In the 2004 Presidential election Ohio was a crucial battleground state, its electoral votes deciding the outcome. The surge in GOP activism and the excitement in the party have since subsided due to a series of high profile corruption scandals resulting in guilty pleas by the Governor, a chief Bush fundraiser, and a sitting congressman. All of these scandals will likely depress Republican voter turnout in a state with a toss-up Senate race, an open governor’s mansion, and four close House races. Local corruption issues, just like national ones, look to have a big impact on the midterm elections in important races.
Bloomberg news service reports that in Ohio, “A public backlash over the scandals has hurt Republicans across the board. A Columbus Dispatch poll released on Sept. 25 found Democratic gubernatorial candidate Ted Strickland leading Republican Ken Blackwell by 19 percent, and had Brown holding a 5-point lead over incumbent Republican Senator DeWine.” Four House races, OH-01, OH-02, OH-15, and OH-18, are all polling incredibly close.
Washington Post reporters Jim VandeHei and Chris Cillizza write, “In a year when Republicans are battling low poll numbers nationally, there are few places where the GOP brand is more scuffed than in Ohio, where, since President Bush’s election-night triumph here two years ago, national and local scandals have polluted the political atmosphere for GOP candidates.”

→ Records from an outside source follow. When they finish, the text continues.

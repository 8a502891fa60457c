use crate::core::get_config_dir;
use crate::core::lifecycle::PollPolicy;
use crate::edw::driver::{ExecutionMode, DEFAULT_CONCURRENCY};
use serde::Deserialize;
use std::path::PathBuf;
use std::time::Duration;

const ENV_PREFIX: &str = "BENCHFORGE";

#[derive(Deserialize, Debug, Default, Clone)]
pub struct Config {
    #[serde(default)]
    pub kubernetes: KubernetesConfig,
    #[serde(default)]
    pub edw: EdwConfig,
}

#[derive(Deserialize, Debug, Clone)]
pub struct KubernetesConfig {
    /// Path or name of the kubectl binary
    #[serde(default = "default_kubectl")]
    pub kubectl: String,
    /// Passed as `--kubeconfig=<path>` when set
    #[serde(default)]
    pub kubeconfig: Option<String>,
    #[serde(default = "default_boot_timeout_secs")]
    pub boot_timeout_secs: u64,
    #[serde(default = "default_poll_interval_secs")]
    pub poll_interval_secs: u64,
    /// Consecutive readiness probe errors tolerated
    #[serde(default = "default_max_poll_errors")]
    pub max_poll_errors: u32,
    /// Delete a resource that failed to become ready
    #[serde(default)]
    pub cleanup_on_failure: bool,
}

impl KubernetesConfig {
    pub fn poll_policy(&self) -> PollPolicy {
        PollPolicy {
            timeout: Duration::from_secs(self.boot_timeout_secs),
            poll_interval: Duration::from_secs(self.poll_interval_secs),
            max_poll_errors: self.max_poll_errors,
            cleanup_on_failure: self.cleanup_on_failure,
        }
    }
}

impl Default for KubernetesConfig {
    fn default() -> Self {
        Self {
            kubectl: default_kubectl(),
            kubeconfig: None,
            boot_timeout_secs: default_boot_timeout_secs(),
            poll_interval_secs: default_poll_interval_secs(),
            max_poll_errors: default_max_poll_errors(),
            cleanup_on_failure: false,
        }
    }
}

#[derive(Deserialize, Clone)]
pub struct EdwConfig {
    #[serde(default = "default_service_type")]
    pub service_type: String,
    /// Snapshot to restore the cluster from. The db/user/password settings
    /// below only apply when this is set.
    #[serde(default)]
    pub cluster_snapshot: Option<String>,
    #[serde(default)]
    pub cluster_db: Option<String>,
    #[serde(default)]
    pub cluster_user: Option<String>,
    #[serde(default)]
    pub cluster_password: Option<String>,
    /// Worker pool size in concurrent mode
    #[serde(default = "default_cluster_concurrency")]
    pub cluster_concurrency: usize,
    #[serde(default)]
    pub query_execution_mode: ExecutionMode,
    #[serde(default)]
    pub query_timeout_secs: Option<u64>,
    /// SQL client argv; `{cluster}`, `{database}` and `{user}` are substituted
    #[serde(default)]
    pub client_command: Vec<String>,
}

impl EdwConfig {
    pub fn query_timeout(&self) -> Option<Duration> {
        self.query_timeout_secs.map(Duration::from_secs)
    }
}

impl std::fmt::Debug for EdwConfig {
    fn fmt(&self, f: &mut std::fmt::Formatter<'_>) -> std::fmt::Result {
        f.debug_struct("EdwConfig")
            .field("service_type", &self.service_type)
            .field("cluster_snapshot", &self.cluster_snapshot)
            .field("cluster_db", &self.cluster_db)
            .field("cluster_user", &self.cluster_user)
            .field("cluster_password", &self.cluster_password.as_ref().map(|_| "***"))
            .field("cluster_concurrency", &self.cluster_concurrency)
            .field("query_execution_mode", &self.query_execution_mode)
            .field("query_timeout_secs", &self.query_timeout_secs)
            .field("client_command", &self.client_command)
            .finish()
    }
}

impl Default for EdwConfig {
    fn default() -> Self {
        Self {
            service_type: default_service_type(),
            cluster_snapshot: None,
            cluster_db: None,
            cluster_user: None,
            cluster_password: None,
            cluster_concurrency: default_cluster_concurrency(),
            query_execution_mode: ExecutionMode::default(),
            query_timeout_secs: None,
            client_command: Vec::new(),
        }
    }
}

fn default_kubectl() -> String {
    "kubectl".to_string()
}

fn default_boot_timeout_secs() -> u64 {
    600
}

fn default_poll_interval_secs() -> u64 {
    10
}

fn default_max_poll_errors() -> u32 {
    3
}

fn default_service_type() -> String {
    "redshift".to_string()
}

fn default_cluster_concurrency() -> usize {
    DEFAULT_CONCURRENCY
}

pub fn load_config(config_path: Option<&PathBuf>) -> Result<Config, config::ConfigError> {
    let mut config_vec = vec![];

    // User-provided config file
    if let Some(config_path) = config_path {
        if config_path.exists() {
            config_vec.push(config_path.clone());
        } else {
            tracing::warn!("Config file {config_path:?} not found.");
        }
    }

    // Default config file
    if let Ok(default_config_path) = get_config_dir().map(|d| d.join("benchforge.toml")) {
        if default_config_path.exists() {
            config_vec.push(default_config_path);
        }
    }

    build_config(&config_vec, config::Environment::with_prefix(ENV_PREFIX))
}

// Keys contain underscores, so nesting uses a double underscore:
// BENCHFORGE__EDW__CLUSTER_CONCURRENCY=8
fn build_config(
    files: &[PathBuf],
    env: config::Environment,
) -> Result<Config, config::ConfigError> {
    let settings = config::Config::builder();
    let settings = files.iter().fold(settings, |s, path| {
        s.add_source(config::File::from(path.as_path()))
    });

    settings
        .add_source(
            env.separator("__")
                .try_parsing(true)
                .list_separator(",")
                .with_list_parse_key("edw.client_command"),
        )
        .build()?
        .try_deserialize()
}
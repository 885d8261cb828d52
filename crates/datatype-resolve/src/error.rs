//! Error types for the resolution library.
//!
//! Unrecognized type names are deliberately absent from the taxonomy: they
//! are not errors and resolve to the fallback representation instead. See
//! [`UnknownType`](crate::types::UnknownType).

use thiserror::Error;

/// Boxed fault from an external collaborator (descriptor discovery).
pub type BoxError = Box<dyn std::error::Error + Send + Sync>;

/// Main error type for type-resolution operations.
#[derive(Error, Debug)]
pub enum ResolveError {
    /// A `{name:value}` block referenced a property the resolved type does
    /// not expose.
    #[error("unknown property '{property}' for type {kind}")]
    UnsettableProperty {
        /// The property name as written in the description.
        property: String,
        /// Implementation kind of the resolved instance.
        kind: &'static str,
    },

    /// A property token had no `name:value` separator.
    #[error("malformed property assignment '{token}' (expected name:value)")]
    MalformedProperty { token: String },

    /// Descriptor discovery failed while constructing a resolver.
    ///
    /// Fatal to the whole resolver: construction returns this error and no
    /// resolver value exists to serve resolutions.
    #[error("type discovery failed: {0}")]
    Initialization(#[source] BoxError),
}

impl ResolveError {
    /// Create an UnsettableProperty error.
    pub fn unsettable_property(property: impl Into<String>, kind: &'static str) -> Self {
        ResolveError::UnsettableProperty {
            property: property.into(),
            kind,
        }
    }
}

/// Result type alias for resolution operations.
pub type Result<T> = std::result::Result<T, ResolveError>;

The national political mood does not usually feed into local corruption stories as is evidenced in the New Jersey Senate race. Speculation is growing that for the second straight Senatorial election New Jersey Democrats may have to replace their candidate. (In 2002, Frank Lautenberg replaced Sen. Robert Torricelli on the ballot after “The Torch” was implicated in a campaign finance scandal with a Chinese businessman.) Sen. Bob Menendez, locked in a tight race against State Sen. Tom Kean, Jr., is already under investigation for allegedly collecting $300,000 from a Union City nonprofit while providing the nonprofit with millions of dollars in government contracts. Today, Menendez dropped his closest political advisor who “was secretly recorded seven years ago boasting of political power and urging a Hudson County contractor to hire someone as a favor to Menendez”. Menendez, who was tapped to fill the seat when Jon Corzine won the 2005 gubernatorial election, has fallen behind in recent polls.
Another tight Senate race is facing the effects of local corruption scandals. In Tennessee Rep. Harold Ford, Jr. (D-Tenn.) is hitting his opponent former Chattanooga mayor and real estate developer Bob Corker over a real estate deal that destroyed an environmental easement to build a Wal-Mart shopping center. Prognosticators had initially predicted that Ford would be the candidate to face ethics charges with his uncle facing bribery charges and the long political history of his family. Unfortunately for Tennessee Republicans they failed to realize that real estate developers almost always are involved in something shady. Ford, unexpectedly, has pulled ahead of Corker in the polls.
Luckily, Senate Republicans do not have to worry about the potential disaster that a continued Jeanine Pirro challenge to Sen. Hillary Clinton would have been. Pirro, who flopped as Senate candidate and is now running to replace Elliot Spitzer as NY AG, is “under investigation for allegedly attempting to hire disgraced nominee for head of Homeland Security, Bernard Kerik, to allegedly record her husband having sex aboard his boat with a woman she is allegedly recorded as calling a good friend of hers”. Now that would have been a midterm election scandal to remember. Too bad it’s an AG race.